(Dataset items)
= Beginning of Section =

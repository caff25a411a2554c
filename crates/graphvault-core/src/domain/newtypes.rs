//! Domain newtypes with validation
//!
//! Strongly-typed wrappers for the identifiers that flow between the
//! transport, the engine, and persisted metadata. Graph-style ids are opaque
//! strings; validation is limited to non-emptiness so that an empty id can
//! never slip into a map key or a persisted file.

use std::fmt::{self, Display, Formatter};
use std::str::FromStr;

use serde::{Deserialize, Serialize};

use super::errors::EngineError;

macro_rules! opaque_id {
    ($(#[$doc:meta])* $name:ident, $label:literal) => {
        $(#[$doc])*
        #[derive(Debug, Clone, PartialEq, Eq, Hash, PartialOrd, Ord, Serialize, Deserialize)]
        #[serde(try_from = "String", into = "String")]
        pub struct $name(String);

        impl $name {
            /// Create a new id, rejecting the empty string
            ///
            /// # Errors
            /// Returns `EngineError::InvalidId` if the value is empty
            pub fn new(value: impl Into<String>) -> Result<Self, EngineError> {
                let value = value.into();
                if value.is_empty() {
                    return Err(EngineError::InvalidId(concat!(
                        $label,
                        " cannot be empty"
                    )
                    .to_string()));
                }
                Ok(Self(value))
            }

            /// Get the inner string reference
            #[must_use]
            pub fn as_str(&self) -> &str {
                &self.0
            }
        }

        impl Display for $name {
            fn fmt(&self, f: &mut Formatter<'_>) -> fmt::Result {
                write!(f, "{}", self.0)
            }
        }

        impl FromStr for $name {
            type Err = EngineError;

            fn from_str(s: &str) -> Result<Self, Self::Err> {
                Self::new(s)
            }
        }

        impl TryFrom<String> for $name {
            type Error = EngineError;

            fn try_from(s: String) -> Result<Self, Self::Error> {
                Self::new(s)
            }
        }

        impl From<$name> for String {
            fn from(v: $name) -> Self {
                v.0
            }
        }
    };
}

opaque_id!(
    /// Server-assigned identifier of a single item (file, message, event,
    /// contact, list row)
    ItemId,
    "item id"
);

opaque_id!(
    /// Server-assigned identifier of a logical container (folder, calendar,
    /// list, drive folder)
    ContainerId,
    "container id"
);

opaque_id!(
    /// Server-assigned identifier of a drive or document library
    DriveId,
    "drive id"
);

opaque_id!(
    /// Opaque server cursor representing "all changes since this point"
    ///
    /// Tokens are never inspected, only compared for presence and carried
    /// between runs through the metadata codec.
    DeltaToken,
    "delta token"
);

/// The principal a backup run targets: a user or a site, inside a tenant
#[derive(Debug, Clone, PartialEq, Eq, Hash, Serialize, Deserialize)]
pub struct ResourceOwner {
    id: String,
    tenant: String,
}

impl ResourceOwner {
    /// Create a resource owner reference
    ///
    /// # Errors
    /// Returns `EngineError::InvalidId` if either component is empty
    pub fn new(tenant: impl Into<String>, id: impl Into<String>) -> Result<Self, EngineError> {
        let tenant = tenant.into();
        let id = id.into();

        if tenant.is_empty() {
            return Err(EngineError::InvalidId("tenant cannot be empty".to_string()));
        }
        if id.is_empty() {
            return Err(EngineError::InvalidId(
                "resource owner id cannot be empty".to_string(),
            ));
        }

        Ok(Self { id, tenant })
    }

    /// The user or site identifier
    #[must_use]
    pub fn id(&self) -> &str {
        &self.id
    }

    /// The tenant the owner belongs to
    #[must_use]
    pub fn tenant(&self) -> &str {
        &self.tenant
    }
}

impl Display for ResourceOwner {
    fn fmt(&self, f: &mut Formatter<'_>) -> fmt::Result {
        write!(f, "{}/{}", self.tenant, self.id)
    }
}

= End of Section =

:: WORK ITEM ::
Using the records above, list each line that includes "InvalidId".

:: SOLVED EXERCISE ::
            /// Returns `EngineError::InvalidId` if the value is empty
                    return Err(EngineError::InvalidId(concat!(
    /// Returns `EngineError::InvalidId` if either component is empty
            return Err(EngineError::InvalidId("tenant cannot be empty".to_string()));
            return Err(EngineError::InvalidId(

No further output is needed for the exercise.